Austin was endorsed by United Steelworkers, Teamsters, and United Auto Workers. Gribb's was endorsed by all three of Detroit's police organizations, as well as the conservative-leaning Real Detroit Committee.

The election was seen to be a closely contested race.

===Results===
Voter turnout of over 70% was at record-level for the city's mayoral elections. This came despite rainy and cold weather on election day. Mean turnout in the city's 1,111 precincts was 60.89%, with a standard deviation of 7.21 percentage points. Mean turnout in the 221 precincts that were 90% or more Black was 70.59%, with a standard deviation of 6.64 percentage points. Mean turnout in the 461 precincts that were 90% or more White was 68.79%, with a standard deviation of 6.89%.

Gribb's won a roughly 7,000 vote majority, winning an estimated 82% of the White vote and an estimated 6% of the Black vote. Gribbs swept predominantly White precincts, which saw some record turnouts (some approaching 80%). Austin solidly won Black parts of the city. He lost, in part, due to many inner-city districts having low voter turnout (some as low as 40% in some).
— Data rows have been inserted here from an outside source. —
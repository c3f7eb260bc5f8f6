//! KJV versification: the Protestant 66-book canon with the verse counts
//! from SWORD's canon.h.

use crate::versification::{BookDef, IntroLayout, Testament, VersificationSystem};

fn b(id: &str, name: &str, testament: Testament, counts: &[i32]) -> BookDef {
    BookDef {
        id: id.to_string(),
        name: name.to_string(),
        abbrev: id.to_string(),
        testament,
        chapter_verse_counts: counts.to_vec(),
    }
}

pub(crate) fn books() -> Vec<BookDef> {
    use Testament::{Nt, Ot};
    vec![
        b("Gen", "Genesis", Ot, &[31, 25, 24, 26, 32, 22, 24, 22, 29, 32, 32, 20, 18, 24, 21, 16, 27, 33, 38, 18, 34, 24, 20, 67, 34, 35, 46, 22, 35, 43, 55, 32, 20, 31, 29, 43, 36, 30, 23, 23, 57, 38, 34, 34, 28, 34, 31, 22, 33, 26]),
        b("Exod", "Exodus", Ot, &[22, 25, 22, 31, 23, 30, 25, 32, 35, 29, 10, 51, 22, 31, 27, 36, 16, 27, 25, 26, 36, 31, 33, 18, 40, 37, 21, 43, 46, 38, 18, 35, 23, 35, 35, 38, 29, 31, 43, 38]),
        b("Lev", "Leviticus", Ot, &[17, 16, 17, 35, 19, 30, 38, 36, 24, 20, 47, 8, 59, 57, 33, 34, 16, 30, 37, 27, 24, 33, 44, 23, 55, 46, 34]),
        b("Num", "Numbers", Ot, &[54, 34, 51, 49, 31, 27, 89, 26, 23, 36, 35, 16, 33, 45, 41, 50, 13, 32, 22, 29, 35, 41, 30, 25, 18, 65, 23, 31, 40, 16, 54, 42, 56, 29, 34, 13]),
        b("Deut", "Deuteronomy", Ot, &[46, 37, 29, 49, 33, 25, 26, 20, 29, 22, 32, 32, 18, 29, 23, 22, 20, 22, 21, 20, 23, 30, 25, 22, 19, 19, 26, 68, 29, 20, 30, 52, 29, 12]),
        b("Josh", "Joshua", Ot, &[18, 24, 17, 24, 15, 27, 26, 35, 27, 43, 23, 24, 33, 15, 63, 10, 18, 28, 51, 9, 45, 34, 16, 33]),
        b("Judg", "Judges", Ot, &[36, 23, 31, 24, 31, 40, 25, 35, 57, 18, 40, 15, 25, 20, 20, 31, 13, 31, 30, 48, 25]),
        b("Ruth", "Ruth", Ot, &[22, 23, 18, 22]),
        b("1Sam", "1 Samuel", Ot, &[28, 36, 21, 22, 12, 21, 17, 22, 27, 27, 15, 25, 23, 52, 35, 23, 58, 30, 24, 42, 15, 23, 29, 22, 44, 25, 12, 25, 11, 31, 13]),
        b("2Sam", "2 Samuel", Ot, &[27, 32, 39, 12, 25, 23, 29, 18, 13, 19, 27, 31, 39, 33, 37, 23, 29, 33, 43, 26, 22, 51, 39, 25]),
        b("1Kgs", "1 Kings", Ot, &[53, 46, 28, 34, 18, 38, 51, 66, 28, 29, 43, 33, 34, 31, 34, 34, 24, 46, 21, 43, 29, 53]),
        b("2Kgs", "2 Kings", Ot, &[18, 25, 27, 44, 27, 33, 20, 29, 37, 36, 21, 21, 25, 29, 38, 20, 41, 37, 37, 21, 26, 20, 37, 20, 30]),
        b("1Chr", "1 Chronicles", Ot, &[54, 55, 24, 43, 26, 81, 40, 40, 44, 14, 47, 40, 14, 17, 29, 43, 27, 17, 19, 8, 30, 19, 32, 31, 31, 32, 34, 21, 30]),
        b("2Chr", "2 Chronicles", Ot, &[17, 18, 17, 22, 14, 42, 22, 18, 31, 19, 23, 16, 22, 15, 19, 14, 19, 34, 11, 37, 20, 12, 21, 27, 28, 23, 9, 27, 36, 27, 21, 33, 25, 33, 27, 23]),
        b("Ezra", "Ezra", Ot, &[11, 70, 13, 24, 17, 22, 28, 36, 15, 44]),
        b("Neh", "Nehemiah", Ot, &[11, 20, 32, 23, 19, 19, 73, 18, 38, 39, 36, 47, 31]),
        b("Esth", "Esther", Ot, &[22, 23, 15, 17, 14, 14, 10, 17, 32, 3]),
        b("Job", "Job", Ot, &[22, 13, 26, 21, 27, 30, 21, 22, 35, 22, 20, 25, 28, 22, 35, 22, 16, 21, 29, 29, 34, 30, 17, 25, 6, 14, 23, 28, 25, 31, 40, 22, 33, 37, 16, 33, 24, 41, 30, 24, 34, 17]),
        b("Ps", "Psalms", Ot, &[6, 12, 8, 8, 12, 10, 17, 9, 20, 18, 7, 8, 6, 7, 5, 11, 15, 50, 14, 9, 13, 31, 6, 10, 22, 12, 14, 9, 11, 12, 24, 11, 22, 22, 28, 12, 40, 22, 13, 17, 13, 11, 5, 26, 17, 11, 9, 14, 20, 23, 19, 9, 6, 7, 23, 13, 11, 11, 17, 12, 8, 12, 11, 10, 13, 20, 7, 35, 36, 5, 24, 20, 28, 23, 10, 12, 20, 72, 13, 19, 16, 8, 18, 12, 13, 17, 7, 18, 52, 17, 16, 15, 5, 23, 11, 13, 12, 9, 9, 5, 8, 28, 22, 35, 45, 48, 43, 13, 31, 7, 10, 10, 9, 8, 18, 19, 2, 29, 176, 7, 8, 9, 4, 8, 5, 6, 5, 6, 8, 8, 3, 18, 3, 3, 21, 26, 9, 8, 24, 13, 10, 7, 12, 15, 21, 10, 20, 14, 9, 6]),
        b("Prov", "Proverbs", Ot, &[33, 22, 35, 27, 23, 35, 27, 36, 18, 32, 31, 28, 25, 35, 33, 33, 28, 24, 29, 30, 31, 29, 35, 34, 28, 28, 27, 28, 27, 33, 31]),
        b("Eccl", "Ecclesiastes", Ot, &[18, 26, 22, 16, 20, 12, 29, 17, 18, 20, 10, 14]),
        b("Song", "Song of Solomon", Ot, &[17, 17, 11, 16, 16, 13, 13, 14]),
        b("Isa", "Isaiah", Ot, &[31, 22, 26, 6, 30, 13, 25, 22, 21, 34, 16, 6, 22, 32, 9, 14, 14, 7, 25, 6, 17, 25, 18, 23, 12, 21, 13, 29, 24, 33, 9, 20, 24, 17, 10, 22, 38, 22, 8, 31, 29, 25, 28, 28, 25, 13, 15, 22, 26, 11, 23, 15, 12, 17, 13, 12, 21, 14, 21, 22, 11, 12, 19, 12, 25, 24]),
        b("Jer", "Jeremiah", Ot, &[19, 37, 25, 31, 31, 30, 34, 22, 26, 25, 23, 17, 27, 22, 21, 21, 27, 23, 15, 18, 14, 30, 40, 10, 38, 24, 22, 17, 32, 24, 40, 44, 26, 22, 19, 32, 21, 28, 18, 16, 18, 22, 13, 30, 5, 28, 7, 47, 39, 46, 64, 34]),
        b("Lam", "Lamentations", Ot, &[22, 22, 66, 22, 22]),
        b("Ezek", "Ezekiel", Ot, &[28, 10, 27, 17, 17, 14, 27, 18, 11, 22, 25, 28, 23, 23, 8, 63, 24, 32, 14, 49, 32, 31, 49, 27, 17, 21, 36, 26, 21, 26, 18, 32, 33, 31, 15, 38, 28, 23, 29, 49, 26, 20, 27, 31, 25, 24, 23, 35]),
        b("Dan", "Daniel", Ot, &[21, 49, 30, 37, 31, 28, 28, 27, 27, 21, 45, 13]),
        b("Hos", "Hosea", Ot, &[11, 23, 5, 19, 15, 11, 16, 14, 17, 15, 12, 14, 16, 9]),
        b("Joel", "Joel", Ot, &[20, 32, 21]),
        b("Amos", "Amos", Ot, &[15, 16, 15, 13, 27, 14, 17, 14, 15]),
        b("Obad", "Obadiah", Ot, &[21]),
        b("Jonah", "Jonah", Ot, &[17, 10, 10, 11]),
        b("Mic", "Micah", Ot, &[16, 13, 12, 13, 15, 16, 20]),
        b("Nah", "Nahum", Ot, &[15, 13, 19]),
        b("Hab", "Habakkuk", Ot, &[17, 20, 19]),
        b("Zeph", "Zephaniah", Ot, &[18, 15, 20]),
        b("Hag", "Haggai", Ot, &[15, 23]),
        b("Zech", "Zechariah", Ot, &[21, 13, 10, 14, 11, 15, 14, 23, 17, 12, 17, 14, 9, 21]),
        b("Mal", "Malachi", Ot, &[14, 17, 18, 6]),
        b("Matt", "Matthew", Nt, &[25, 23, 17, 25, 48, 34, 29, 34, 38, 42, 30, 50, 58, 36, 39, 28, 27, 35, 30, 34, 46, 46, 39, 51, 46, 75, 66, 20]),
        b("Mark", "Mark", Nt, &[45, 28, 35, 41, 43, 56, 37, 38, 50, 52, 33, 44, 37, 72, 47, 20]),
        b("Luke", "Luke", Nt, &[80, 52, 38, 44, 39, 49, 50, 56, 62, 42, 54, 59, 35, 35, 32, 31, 37, 43, 48, 47, 38, 71, 56, 53]),
        b("John", "John", Nt, &[51, 25, 36, 54, 47, 71, 53, 59, 41, 42, 57, 50, 38, 31, 27, 33, 26, 40, 42, 31, 25]),
        b("Acts", "Acts", Nt, &[26, 47, 26, 37, 42, 15, 60, 40, 43, 48, 30, 25, 52, 28, 41, 40, 34, 28, 41, 38, 40, 30, 35, 27, 27, 32, 44, 31]),
        b("Rom", "Romans", Nt, &[32, 29, 31, 25, 21, 23, 25, 39, 33, 21, 36, 21, 14, 23, 33, 27]),
        b("1Cor", "1 Corinthians", Nt, &[31, 16, 23, 21, 13, 20, 40, 13, 27, 33, 34, 31, 13, 40, 58, 24]),
        b("2Cor", "2 Corinthians", Nt, &[24, 17, 18, 18, 21, 18, 16, 24, 15, 18, 33, 21, 14]),
        b("Gal", "Galatians", Nt, &[24, 21, 29, 31, 26, 18]),
        b("Eph", "Ephesians", Nt, &[23, 22, 21, 32, 33, 24]),
        b("Phil", "Philippians", Nt, &[30, 30, 21, 23]),
        b("Col", "Colossians", Nt, &[29, 23, 25, 18]),
        b("1Thess", "1 Thessalonians", Nt, &[10, 20, 13, 18, 28]),
        b("2Thess", "2 Thessalonians", Nt, &[12, 17, 18]),
        b("1Tim", "1 Timothy", Nt, &[20, 15, 16, 16, 25, 21]),
        b("2Tim", "2 Timothy", Nt, &[18, 26, 17, 22]),
        b("Titus", "Titus", Nt, &[16, 15, 15]),
        b("Phlm", "Philemon", Nt, &[25]),
        b("Heb", "Hebrews", Nt, &[14, 18, 19, 16, 14, 20, 28, 13, 28, 39, 40, 29, 25]),
        b("Jas", "James", Nt, &[27, 26, 18, 17, 20]),
        b("1Pet", "1 Peter", Nt, &[25, 25, 22, 19, 14]),
        b("2Pet", "2 Peter", Nt, &[21, 22, 18]),
        b("1John", "1 John", Nt, &[10, 29, 24, 21, 21]),
        b("2John", "2 John", Nt, &[13]),
        b("3John", "3 John", Nt, &[14]),
        b("Jude", "Jude", Nt, &[25]),
        b("Rev", "Revelation", Nt, &[20, 29, 22, 11, 14, 17, 17, 13, 21, 11, 19, 17, 18, 20, 8, 21, 18, 24, 21, 15, 27, 21]),
    ]
}

pub fn system() -> VersificationSystem {
    VersificationSystem::new("KJV", books(), IntroLayout::default())
}

#[cfg(test)]
mod tests {
    use super::*;

    #[test]
    fn canon_shape() {
        let sys = system();
        assert_eq!(sys.total_books(), 66);
        let ps = sys.get_book("Ps").unwrap();
        assert_eq!(ps.chapters(), 150);
        assert_eq!(ps.verses(23), 6);
        assert_eq!(ps.verses(119), 176);
        let rev = sys.get_book("Rev").unwrap();
        assert_eq!(rev.verses(22), 21);
    }
}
Mary Beck won only around 2,000 votes as a write-in candidate.

1969 Detroit mayoral general election Nonpartisan election
| Candidate |  | Votes | % |
|---|---|---|---|
| Roman Gribbs |  | 257,714 | 50.60 |
| Richard H. Austin |  | 250,751 | 49.40 |
| Mary Beck (write-in) |  | ~2,000 |  |

==Aftermath==
Detroit would go on to elect a Black mayor in its next election in 1973, when Coleman Young was elected. Young had been a supporter of Austin's 1969 candidacy.

Immediately after Austin's strong general election performance, top Democratic Party officials, such as Michigan Democratic Party chairman James McNeely, openly considered running Austin for statewide office in 1970, such as for lieutenant governor. He ultimately ran for Michigan secretary of state in 1970 and was elected, becoming the first African American to hold statewide elected office in Michigan and the first African American to serve as any U.S. state's secretary of state.